Dataset entries:
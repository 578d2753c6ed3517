use rand::Rng;
use rand::seq::SliceRandom;

use crate::data::models::{QuizOption, Word};

pub const DISTRACTOR_COUNT: usize = 3;

/// Builds the shuffled choices for one question: the correct word's first meaning
/// plus up to [`DISTRACTOR_COUNT`] distinct meanings drawn from the rest of the pool.
pub fn generate_options<R: Rng + ?Sized>(
    correct: &Word,
    pool: &[Word],
    rng: &mut R,
) -> Vec<QuizOption> {
    let correct_meaning = correct.primary_meaning();

    let mut others: Vec<&Word> = pool
        .iter()
        .filter(|w| w.simplified != correct.simplified)
        .collect();
    others.shuffle(rng);

    let mut distractors: Vec<&str> = Vec::with_capacity(DISTRACTOR_COUNT);
    for word in others {
        if distractors.len() == DISTRACTOR_COUNT {
            break;
        }
        let meaning = word.primary_meaning();
        if meaning.is_empty() || meaning == correct_meaning || distractors.contains(&meaning) {
            continue;
        }
        distractors.push(meaning);
    }

    let mut options = Vec::with_capacity(distractors.len() + 1);
    options.push(QuizOption {
        text: correct_meaning.to_string(),
        is_correct: true,
    });
    options.extend(distractors.into_iter().map(|text| QuizOption {
        text: text.to_string(),
        is_correct: false,
    }));

    options.shuffle(rng);
    options
}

- Work order
If a line in the records contains the word "rand", copy it.

- Your solution
use rand::Rng;
use rand::seq::SliceRandom;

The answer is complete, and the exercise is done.